What you have to do >>
Find each line below that includes "Every", then copy it.
= Beginning of Section =
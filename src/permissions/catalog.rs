//! Known permission catalog
//!
//! The closed set of permission categories the editor shows as toggles, and
//! the translation between those categories and raw `permission` statements.
//!
//! A raw statement belongs to a category only when class name, target and
//! actions equal the canonical statement exactly. Anything else, including
//! a wider target such as `${user.home}${/}-` or reordered actions, is kept
//! as a custom permission and written back unchanged. A statement carrying
//! its own `signedBy` never matches a category.

use serde::{Deserialize, Serialize};
use std::fmt;
use std::str::FromStr;

use super::descriptor::PermissionDescriptor;
use crate::core::PolicyError;

pub const FILE_PERMISSION: &str = "java.io.FilePermission";
pub const PROPERTY_PERMISSION: &str = "java.util.PropertyPermission";
pub const REFLECT_PERMISSION: &str = "java.lang.reflect.ReflectPermission";
pub const RUNTIME_PERMISSION: &str = "java.lang.RuntimePermission";
pub const SOCKET_PERMISSION: &str = "java.net.SocketPermission";
pub const AWT_PERMISSION: &str = "java.awt.AWTPermission";
pub const AUDIO_PERMISSION: &str = "javax.sound.sampled.AudioPermission";

const ALL: &str = "*";
const ALL_FILES: &str = "<<ALL FILES>>";
const USER_HOME: &str = "${user.home}";
const TMPDIR: &str = "${java.io.tmpdir}";

const NONE: &str = "";
const READ: &str = "read";
const WRITE: &str = "write";
const DELETE: &str = "delete";
const EXECUTE: &str = "execute";
const NET_ALL: &str = "connect,listen,accept,resolve";

/// Static description of one category
struct CategoryDef {
    name: &'static str,
    description: &'static str,
    class_name: &'static str,
    target: &'static str,
    actions: &'static str,
}

impl CategoryDef {
    fn new(
        name: &'static str,
        description: &'static str,
        class_name: &'static str,
        target: &'static str,
        actions: &'static str,
    ) -> Self {
        Self {
            name,
            description,
            class_name,
            target,
            actions,
        }
    }
}

/// A permission category with a dedicated toggle in the editor
///
/// The declaration order is the fixed catalog order; `Ord` follows it.
#[derive(Debug, Clone, Copy, PartialEq, Eq, Hash, PartialOrd, Ord, Serialize, Deserialize)]
#[serde(rename_all = "kebab-case")]
pub enum KnownPermission {
    ReadLocalFiles,
    WriteLocalFiles,
    DeleteLocalFiles,
    ReadProperties,
    WriteProperties,
    ReadSystemFiles,
    WriteSystemFiles,
    ReadTmpFiles,
    WriteTmpFiles,
    DeleteTmpFiles,
    JavaReflection,
    GetClassloader,
    AccessClassInPackage,
    AccessDeclaredMembers,
    AccessThreads,
    AccessThreadGroups,
    Network,
    ExecCommands,
    GetEnv,
    AllAwt,
    Clipboard,
    PlayAudio,
    RecordAudio,
    Print,
}

impl KnownPermission {
    /// Every category, in catalog order
    pub const ALL: [KnownPermission; 24] = [
        KnownPermission::ReadLocalFiles,
        KnownPermission::WriteLocalFiles,
        KnownPermission::DeleteLocalFiles,
        KnownPermission::ReadProperties,
        KnownPermission::WriteProperties,
        KnownPermission::ReadSystemFiles,
        KnownPermission::WriteSystemFiles,
        KnownPermission::ReadTmpFiles,
        KnownPermission::WriteTmpFiles,
        KnownPermission::DeleteTmpFiles,
        KnownPermission::JavaReflection,
        KnownPermission::GetClassloader,
        KnownPermission::AccessClassInPackage,
        KnownPermission::AccessDeclaredMembers,
        KnownPermission::AccessThreads,
        KnownPermission::AccessThreadGroups,
        KnownPermission::Network,
        KnownPermission::ExecCommands,
        KnownPermission::GetEnv,
        KnownPermission::AllAwt,
        KnownPermission::Clipboard,
        KnownPermission::PlayAudio,
        KnownPermission::RecordAudio,
        KnownPermission::Print,
    ];

    fn definition(self) -> CategoryDef {
        use KnownPermission::*;
        match self {
            ReadLocalFiles => CategoryDef::new(
                "read-local-files",
                "Read files in the user's home directory",
                FILE_PERMISSION,
                USER_HOME,
                READ,
            ),
            WriteLocalFiles => CategoryDef::new(
                "write-local-files",
                "Write files in the user's home directory",
                FILE_PERMISSION,
                USER_HOME,
                WRITE,
            ),
            DeleteLocalFiles => CategoryDef::new(
                "delete-local-files",
                "Delete files in the user's home directory",
                FILE_PERMISSION,
                USER_HOME,
                DELETE,
            ),
            ReadProperties => CategoryDef::new(
                "read-properties",
                "Read system properties",
                PROPERTY_PERMISSION,
                ALL,
                READ,
            ),
            WriteProperties => CategoryDef::new(
                "write-properties",
                "Write system properties",
                PROPERTY_PERMISSION,
                ALL,
                WRITE,
            ),
            ReadSystemFiles => CategoryDef::new(
                "read-system-files",
                "Read any file on the system",
                FILE_PERMISSION,
                ALL_FILES,
                READ,
            ),
            WriteSystemFiles => CategoryDef::new(
                "write-system-files",
                "Write any file on the system",
                FILE_PERMISSION,
                ALL_FILES,
                WRITE,
            ),
            ReadTmpFiles => CategoryDef::new(
                "read-tmp-files",
                "Read files in the temporary directory",
                FILE_PERMISSION,
                TMPDIR,
                READ,
            ),
            WriteTmpFiles => CategoryDef::new(
                "write-tmp-files",
                "Write files in the temporary directory",
                FILE_PERMISSION,
                TMPDIR,
                WRITE,
            ),
            DeleteTmpFiles => CategoryDef::new(
                "delete-tmp-files",
                "Delete files in the temporary directory",
                FILE_PERMISSION,
                TMPDIR,
                DELETE,
            ),
            JavaReflection => CategoryDef::new(
                "java-reflection",
                "Suppress access checks through reflection",
                REFLECT_PERMISSION,
                "suppressAccessChecks",
                NONE,
            ),
            GetClassloader => CategoryDef::new(
                "get-classloader",
                "Obtain class loaders",
                RUNTIME_PERMISSION,
                "getClassLoader",
                NONE,
            ),
            AccessClassInPackage => CategoryDef::new(
                "access-class-in-package",
                "Access classes in any package",
                RUNTIME_PERMISSION,
                "accessClassInPackage.*",
                NONE,
            ),
            AccessDeclaredMembers => CategoryDef::new(
                "access-declared-members",
                "Access declared members of any class",
                RUNTIME_PERMISSION,
                "accessDeclaredMembers",
                NONE,
            ),
            AccessThreads => CategoryDef::new(
                "access-threads",
                "Modify threads not owned by the application",
                RUNTIME_PERMISSION,
                "modifyThread",
                NONE,
            ),
            AccessThreadGroups => CategoryDef::new(
                "access-thread-groups",
                "Modify thread groups not owned by the application",
                RUNTIME_PERMISSION,
                "modifyThreadGroup",
                NONE,
            ),
            Network => CategoryDef::new(
                "network",
                "Connect to, listen on and accept connections from any host",
                SOCKET_PERMISSION,
                ALL,
                NET_ALL,
            ),
            ExecCommands => CategoryDef::new(
                "exec-commands",
                "Execute programs on the system",
                FILE_PERMISSION,
                ALL_FILES,
                EXECUTE,
            ),
            GetEnv => CategoryDef::new(
                "get-env",
                "Read environment variables",
                RUNTIME_PERMISSION,
                "getenv.*",
                NONE,
            ),
            AllAwt => CategoryDef::new(
                "all-awt",
                "Every AWT permission",
                AWT_PERMISSION,
                ALL,
                NONE,
            ),
            Clipboard => CategoryDef::new(
                "clipboard",
                "Access the system clipboard",
                AWT_PERMISSION,
                "accessClipboard",
                NONE,
            ),
            PlayAudio => CategoryDef::new(
                "play-audio",
                "Play audio",
                AUDIO_PERMISSION,
                "play",
                NONE,
            ),
            RecordAudio => CategoryDef::new(
                "record-audio",
                "Record audio",
                AUDIO_PERMISSION,
                "record",
                NONE,
            ),
            Print => CategoryDef::new(
                "print",
                "Queue print jobs",
                RUNTIME_PERMISSION,
                "queuePrintJob",
                NONE,
            ),
        }
    }

    /// Stable kebab-case name, e.g. `read-local-files`
    pub fn name(self) -> &'static str {
        self.definition().name
    }

    /// Human readable description
    pub fn description(self) -> &'static str {
        self.definition().description
    }

    /// Permission class of the canonical statement
    pub fn class_name(self) -> &'static str {
        self.definition().class_name
    }

    /// Target of the canonical statement
    pub fn target(self) -> &'static str {
        self.definition().target
    }

    /// Actions of the canonical statement (empty when none)
    pub fn actions(self) -> &'static str {
        self.definition().actions
    }

    /// The canonical statement emitted when this category is granted
    pub fn descriptor(self) -> PermissionDescriptor {
        let def = self.definition();
        PermissionDescriptor::with_actions(def.class_name, def.target, def.actions)
    }

    /// Whether a raw statement is an instance of this category
    pub fn matches(self, descriptor: &PermissionDescriptor) -> bool {
        let def = self.definition();
        if descriptor.signed_by.is_some() || descriptor.class_name != def.class_name {
            return false;
        }
        descriptor.target == def.target && descriptor.actions == def.actions
    }

    /// Policy statement text for the canonical statement
    pub fn to_permission_string(self) -> String {
        self.descriptor().to_permission_string()
    }
}

impl fmt::Display for KnownPermission {
    fn fmt(&self, f: &mut fmt::Formatter<'_>) -> fmt::Result {
        f.write_str(self.name())
    }
}

impl FromStr for KnownPermission {
    type Err = PolicyError;

    fn from_str(s: &str) -> Result<Self, Self::Err> {
        let wanted = s.trim().to_ascii_lowercase().replace('_', "-");
        KnownPermission::ALL
            .iter()
            .copied()
            .find(|perm| perm.name() == wanted)
            .ok_or_else(|| PolicyError::UnknownPermission(s.to_string()))
    }
}

/// All categories in the fixed catalog order
pub fn all_categories() -> &'static [KnownPermission] {
    &KnownPermission::ALL
}

/// Find the category a raw statement belongs to, if any
pub fn classify(descriptor: &PermissionDescriptor) -> Option<KnownPermission> {
    KnownPermission::ALL
        .iter()
        .copied()
        .find(|perm| perm.matches(descriptor))
}

/// Statements to write for a granted category
pub fn expand(permission: KnownPermission) -> Vec<PermissionDescriptor> {
    vec![permission.descriptor()]
}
= End of Section =
Finished exercise >>
    /// Every category, in catalog order
                "Every AWT permission",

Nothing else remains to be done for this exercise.